I think the security section should probably be expanded to mention the likes of:

1. Schema processors handling infinite recursion
2. Implementations allowing limits on $ref depth short of infinite recursion but putting an excessive demand on an application to resolve long chains of references
3. Schema object "width" resolution problems--i.e., where there is no infinite recursion or long chains out of the document, but can still be a DOS ala the billion laughs attack, e.g., via such constructs as allOf.

{
    "definitions": {
        "laugh1": {"type": "string", "default": "laugh"},
        "laugh2": {"allOf": [{"$ref": "#/definitions/laugh1"}, {"type": "string", "default": "laugh"}]},
        "laugh3": {"allOf": [{"$ref": "#/definitions/laugh2"}, {"$ref": "#/definitions/laugh1"}]},
        "laugh4": {"allOf": [{"$ref": "#/definitions/laugh3"}, {"$ref": "#/definitions/laugh2"}]},
        "laugh5": {"allOf": [{"$ref": "#/definitions/laugh4"}, {"$ref": "#/definitions/laugh3"}]},
        // etc.
    }
}

[gregsdennis]

Nice suggestions.
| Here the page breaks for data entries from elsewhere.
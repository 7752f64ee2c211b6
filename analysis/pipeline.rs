//! Stage orchestration.
//!
//! Runs the fixed sequence: clean, derive features, split, fit and refine the
//! price model, score it on the test partition, then fit, reduce, compare and
//! score the good-quality classifiers. Every stage reads the output of the one
//! before it; nothing is shared or mutated across stages.

use crate::classify::{ClassificationEvaluation, ClassifyError, evaluate_classifier};
use crate::cleaning::{CleaningError, CleaningSummary, clean};
use crate::config::{AnalysisConfig, ConfigError};
use crate::data::{DataError, load_sales};
use crate::design::{Term, classification_terms, continuous_candidates};
use crate::diagnostics::OutlierCounts;
use crate::evaluate::{EvaluateError, HoldoutMetrics, evaluate_holdout};
use crate::features::{AreaSchema, DerivedSale, FeatureError, derive_features, quality_labels};
use crate::logistic::{
    IrlsOptions, LikelihoodRatioTest, LogisticError, LogisticFit, ReducedSelection,
    fit_logistic, likelihood_ratio_test, reduce_terms,
};
use crate::ols::{OlsError, OlsFit, fit_ols};
use crate::record::HouseSale;
use crate::refine::{RefineError, Refinement, SensitivityRow, refine, removal_sensitivity};
use crate::selection::{SelectionError, SelectionOutcome, SubsetSearch, best_subsets};
use crate::split::{SplitError, train_test_split};
use serde::Serialize;
use std::path::Path;
use thiserror::Error;

#[derive(Error, Debug)]
pub enum PipelineError {
    #[error("Invalid configuration: {0}")]
    Config(#[from] ConfigError),
    #[error("Data loading failed: {0}")]
    Data(#[from] DataError),
    #[error("Data cleaning failed: {0}")]
    Cleaning(#[from] CleaningError),
    #[error("Feature derivation failed: {0}")]
    Features(#[from] FeatureError),
    #[error("Train/test split failed: {0}")]
    Split(#[from] SplitError),
    #[error("Model selection failed: {0}")]
    Selection(#[from] SelectionError),
    #[error("Price model fit failed: {0}")]
    Ols(#[from] OlsError),
    #[error("Outlier refinement failed: {0}")]
    Refine(#[from] RefineError),
    #[error("Hold-out evaluation failed: {0}")]
    Evaluate(#[from] EvaluateError),
    #[error("Logistic model failed: {0}")]
    Logistic(#[from] LogisticError),
    #[error("Classifier evaluation failed: {0}")]
    Classify(#[from] ClassifyError),
}

#[derive(Debug, Clone)]
pub struct RegressionReport {
    /// `None` when the predictor set was configured explicitly.
    pub search: Option<SubsetSearch>,
    pub outcome: Option<SelectionOutcome>,
    pub terms: Vec<Term>,
    pub candidate: OlsFit,
    pub candidate_counts: OutlierCounts,
    pub refinement: Refinement,
    pub sensitivity: Vec<SensitivityRow>,
    pub holdout: HoldoutMetrics,
}

#[derive(Debug, Clone, Copy, PartialEq, Eq, Serialize)]
pub enum PreferredModel {
    Full,
    Reduced,
}

#[derive(Debug, Clone)]
pub struct ClassificationReport {
    pub full: LogisticFit,
    pub reduced: LogisticFit,
    pub reduction: ReducedSelection,
    /// `None` when the reduced model drops nothing.
    pub lrt: Option<LikelihoodRatioTest>,
    pub preferred: PreferredModel,
    pub full_evaluation: ClassificationEvaluation,
    pub reduced_evaluation: ClassificationEvaluation,
}

/// One test sale with every model's prediction.
#[derive(Debug, Clone, PartialEq, Serialize)]
pub struct TestPrediction {
    pub id: i64,
    pub price: f64,
    pub predicted_price: f64,
    pub good_quality: bool,
    pub probability_full: f64,
    pub probability_reduced: f64,
}

#[derive(Debug, Clone)]
pub struct AnalysisReport {
    pub cleaning: CleaningSummary,
    pub area_schema: AreaSchema,
    pub n_train: usize,
    pub n_test: usize,
    pub regression: RegressionReport,
    pub classification: ClassificationReport,
    pub test_predictions: Vec<TestPrediction>,
}

/// Loads the sales table at `path` and runs the whole analysis.
pub fn run_from_path(
    path: &Path,
    delimiter: u8,
    config: &AnalysisConfig,
) -> Result<AnalysisReport, PipelineError> {
    config.validate()?;
    let sales = load_sales(path, delimiter)?;
    run_analysis(sales, config)
}

pub fn run_analysis(
    sales: Vec<HouseSale>,
    config: &AnalysisConfig,
) -> Result<AnalysisReport, PipelineError> {
    config.validate()?;
    let (sales, cleaning) = clean(sales, &config.cleaning)?;
    let dataset = derive_features(&sales, &config.features)?;

    let split = train_test_split(
        dataset.sales.len(),
        config.split.train_fraction,
        config.split.seed,
    )?;
    let (train, test) = split.apply(&dataset.sales);

    let regression = run_regression(&dataset.area_schema, &train, &test, config)?;
    let classification = run_classification(&train, &test, config)?;

    let predicted_prices = regression.refinement.fit.predict(&test)?;
    let test_predictions = test
        .iter()
        .enumerate()
        .map(|(i, sale)| TestPrediction {
            id: sale.id,
            price: sale.price,
            predicted_price: predicted_prices[i],
            good_quality: sale.good_quality,
            probability_full: classification.full_evaluation.probabilities[i],
            probability_reduced: classification.reduced_evaluation.probabilities[i],
        })
        .collect();

    Ok(AnalysisReport {
        cleaning,
        area_schema: dataset.area_schema,
        n_train: train.len(),
        n_test: test.len(),
        regression,
        classification,
        test_predictions,
    })
}

fn run_regression(
    schema: &AreaSchema,
    train: &[DerivedSale],
    test: &[DerivedSale],
    config: &AnalysisConfig,
) -> Result<RegressionReport, PipelineError> {
    let settings = &config.regression;
    let (search, outcome, terms) = match &settings.manual_terms {
        Some(terms) => {
            log::info!("Using configured price predictors {terms:?}");
            (None, None, terms.clone())
        }
        None => {
            let candidates = continuous_candidates(schema);
            let search = best_subsets(
                &candidates,
                train,
                settings.search,
                settings.max_exhaustive_terms,
            )?;
            let outcome = search.outcome();
            let terms = search.resolve(settings.resolution)?;
            log::info!("Selected price predictors {terms:?}");
            (Some(search), Some(outcome), terms)
        }
    };

    let candidate = fit_ols(&terms, train)?;
    let refinement = refine(&candidate, train, settings.outlier_removal.into())?;
    let sensitivity = removal_sensitivity(&candidate, train, &settings.sensitivity_counts)?;
    let holdout = evaluate_holdout(&refinement.fit, test)?;

    Ok(RegressionReport {
        search,
        outcome,
        terms,
        candidate_counts: refinement.counts,
        candidate,
        refinement,
        sensitivity,
        holdout,
    })
}

fn run_classification(
    train: &[DerivedSale],
    test: &[DerivedSale],
    config: &AnalysisConfig,
) -> Result<ClassificationReport, PipelineError> {
    let settings = &config.classification;
    let options = IrlsOptions::from(settings);
    let train_labels = quality_labels(train);
    let test_labels = quality_labels(test);

    let full = fit_logistic(&classification_terms(), train, train_labels.view(), options)?;
    let reduction = reduce_terms(&full, train, settings)?;
    let reduced = if reduction.dropped.is_empty() {
        full.clone()
    } else {
        fit_logistic(&reduction.terms, train, train_labels.view(), options)?
    };

    let lrt = likelihood_ratio_test(&full, &reduced, settings.lrt_level)?;
    let preferred = match &lrt {
        Some(test) if test.reject_null => PreferredModel::Full,
        Some(_) => PreferredModel::Reduced,
        None => PreferredModel::Full,
    };
    if let Some(test) = &lrt {
        log::info!(
            "Likelihood ratio test: Δ = {:.4} on {} df, critical value {:.4}; {:?} model preferred",
            test.statistic,
            test.df,
            test.critical_value,
            preferred
        );
    }

    let evaluate = |fit: &LogisticFit| {
        evaluate_classifier(
            fit,
            test,
            test_labels.view(),
            settings.threshold,
            &settings.threshold_sweep,
        )
    };
    let full_evaluation = evaluate(&full)?;
    let reduced_evaluation = evaluate(&reduced)?;

    Ok(ClassificationReport {
        full,
        reduced,
        reduction,
        lrt,
        preferred,
        full_evaluation,
        reduced_evaluation,
    })
}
Thanks. Some comments:

1. Handling infinite recursion is already part of the specification.
2. I wonder how big of a deal this is. A bad actor would have to somehow upload the JSON required to represent these long chains, and I think that should already be handled by anything using JSON in general.
3. Same as (2). The SO question you link to is about the attack in XML, and as you've shown, it's substantially more verbose in JSON Schema.